An unknown diagnosis
The following day I was transported to Constantiaberg Medi-Clinic where I was treated by a neurologist and put in an observation ward. I was hooked up onto an EEG monitor to detect the electrical activity inside my brain. By this time, I was having approximately 6-10 seizures per day. Initially they thought I had epilepsy, however the scan showed no physical damage to my cerebellum and epileptic medication did not stop the seizures. The doctor came and gave me a form explaining what was wrong with me. I was diagnosed with Conversion Disorder (also known as Functional Neurologic Disorder.)

A rare neurological condition
Conversion Disorder is a rare condition in which your brain converts mental stress/trauma into physical symptoms. The symptoms cannot be explained by a neurological disease or any other medical conditions. There are multiple symptoms. My symptoms, however, were displayed through non-epileptic seizures.

‘I kept asking God why’
This diagnosis took a while for me to process. I kept praying and asking the Lord why this was happening to me. After five days in hospital, I was transported to Helderberg Clinic, a psychiatric hospital, for three weeks. During my stay, I had to undergo psychotherapy and cognitive behavioural therapy with a psychiatrist, psychologist as well as occupational therapists.

Jesus can heal in many miraculous ways. Sometimes He heals instantly. Other times it is a process.

Dealing with bottled up issues
The time had come to deal with all my issues that were just bottled up in my subconscious mind. I worked through everything and my seizures became less and less. I learnt what triggers them and how to control them when I feel one coming on.

Finally, it all made sense
I started to remember the prayer that I had prayed and the song that I wrote at the beginning of lockdown. I went back to the recording and re-listened. Finally, this all made sense. I had asked God to shake me of all the things that I had not dealt with and He literally shook me!

There shouldn’t be a stigma around mental health
Our mental health is so important, and many people are suffering in silence due to the stigma attached to it. I know that there are still many people out there who do not believe in mental illness and do not see the importance of psychologists, psychiatrists, and most importantly self-care.

Jesus is our Healer and Protector
Jesus can heal in many miraculous ways.
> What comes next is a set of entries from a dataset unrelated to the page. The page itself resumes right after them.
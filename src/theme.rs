use catppuccin::PALETTE;
use ratatui::style::Color;
use ratatui::widgets::BorderType;

/// Convert a catppuccin color to a ratatui color.
const fn catppuccin_to_color(c: &catppuccin::Color) -> Color {
    Color::Rgb(c.rgb.r, c.rgb.g, c.rgb.b)
}

/// Application colors.
///
/// Holds only the palette entries the views use. Build one from a Catppuccin
/// flavor with the factory functions or look one up with [`theme_from_name`].
#[derive(Debug, Clone, Copy)]
pub struct Theme {
    pub base: Color,
    pub mantle: Color,
    pub surface0: Color,
    pub surface1: Color,
    pub overlay1: Color,
    pub text: Color,
    pub subtext1: Color,
    pub mauve: Color,
    pub red: Color,
    pub peach: Color,
    pub yellow: Color,
    pub green: Color,
    pub blue: Color,
    pub lavender: Color,

    pub border_type: BorderType,
}

impl Theme {
    const fn from_catppuccin(flavor: &catppuccin::Flavor) -> Self {
        let c = &flavor.colors;
        Self {
            base: catppuccin_to_color(&c.base),
            mantle: catppuccin_to_color(&c.mantle),
            surface0: catppuccin_to_color(&c.surface0),
            surface1: catppuccin_to_color(&c.surface1),
            overlay1: catppuccin_to_color(&c.overlay1),
            text: catppuccin_to_color(&c.text),
            subtext1: catppuccin_to_color(&c.subtext1),
            mauve: catppuccin_to_color(&c.mauve),
            red: catppuccin_to_color(&c.red),
            peach: catppuccin_to_color(&c.peach),
            yellow: catppuccin_to_color(&c.yellow),
            green: catppuccin_to_color(&c.green),
            blue: catppuccin_to_color(&c.blue),
            lavender: catppuccin_to_color(&c.lavender),
            border_type: BorderType::Rounded,
        }
    }

    /// Catppuccin Mocha theme (dark).
    #[must_use]
    pub fn catppuccin_mocha() -> Self {
        Self::from_catppuccin(&PALETTE.mocha)
    }

    #[must_use]
    pub fn catppuccin_macchiato() -> Self {
        Self::from_catppuccin(&PALETTE.macchiato)
    }

    #[must_use]
    pub fn catppuccin_frappe() -> Self {
        Self::from_catppuccin(&PALETTE.frappe)
    }

    /// Catppuccin Latte theme (light).
    #[must_use]
    pub fn catppuccin_latte() -> Self {
        Self::from_catppuccin(&PALETTE.latte)
    }

    #[must_use]
    pub const fn base(&self) -> Color {
        self.base
    }

    #[must_use]
    pub const fn mantle(&self) -> Color {
        self.mantle
    }

    #[must_use]
    pub const fn surface0(&self) -> Color {
        self.surface0
    }

    #[must_use]
    pub const fn surface1(&self) -> Color {
        self.surface1
    }

    #[must_use]
    pub const fn overlay1(&self) -> Color {
        self.overlay1
    }

    #[must_use]
    pub const fn text(&self) -> Color {
        self.text
    }

    #[must_use]
    pub const fn subtext1(&self) -> Color {
        self.subtext1
    }

    #[must_use]
    pub const fn mauve(&self) -> Color {
        self.mauve
    }

    #[must_use]
    pub const fn red(&self) -> Color {
        self.red
    }

    #[must_use]
    pub const fn peach(&self) -> Color {
        self.peach
    }

    #[must_use]
    pub const fn yellow(&self) -> Color {
        self.yellow
    }

    #[must_use]
    pub const fn green(&self) -> Color {
        self.green
    }

    #[must_use]
    pub const fn blue(&self) -> Color {
        self.blue
    }

    #[must_use]
    pub const fn lavender(&self) -> Color {
        self.lavender
    }

    /// Color of the lock indicator.
    #[must_use]
    pub const fn lock_state(&self, locked: bool) -> Color {
        if locked { self.red } else { self.green }
    }
}

impl Default for Theme {
    fn default() -> Self {
        Self::catppuccin_mocha()
    }
}

/// Look up a theme by name, ignoring case. Unknown names yield the default theme.
pub fn theme_from_name(name: &str) -> Theme {
    let name = name.trim().to_lowercase();
    let flavor = name.strip_prefix("catppuccin ").unwrap_or(&name);
    match flavor {
        "macchiato" => Theme::catppuccin_macchiato(),
        "frappé" | "frappe" => Theme::catppuccin_frappe(),
        "latte" => Theme::catppuccin_latte(),
        "mocha" => Theme::catppuccin_mocha(),
        _ => {
            tracing::warn!(theme = %name, "unknown theme, using default");
            Theme::default()
        }
    }
}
Sometimes He heals instantly. Other times it is a process. I believe that He uses doctors and medication to help us along. I believe that each person that came along on my personal mental health journey was placed there by Him to help me on my road to recovery. I am grateful for this journey God placed me on. He introduced me to many different people who were also struggling with their mental health and some who are far worse off than I am.

I would really love for people to understand mental health better and to get rid of the stigma attached to it.

It is okay not to be okay
I hope and pray that those reading this who are struggling with anxiety, depression, or any other mental illness will take heart for He has overcome. Do not suffer in silence. It is okay not to be okay. To those who have not suffered with mental illness and might not understand what their loved ones are going through, be supportive and kind.

Be careful what you pray for
My advice to you is to be careful what you pray for or ask God to do in your life. He might just take you quite literally as He did with me (lol)! “I keep my eyes always on the Lord, with Him at my right hand I will not be shaken.” – Psalm 16:8

Be like a sunflower
Lastly, to all reading this. In times of trouble, fear, or doubt – be like a sunflower and face the Son. For a sunflower to stand tall and stay bright it needs the sunlight. For us to stand tall and stay bright, we need the Son of God who is Jesus Christ!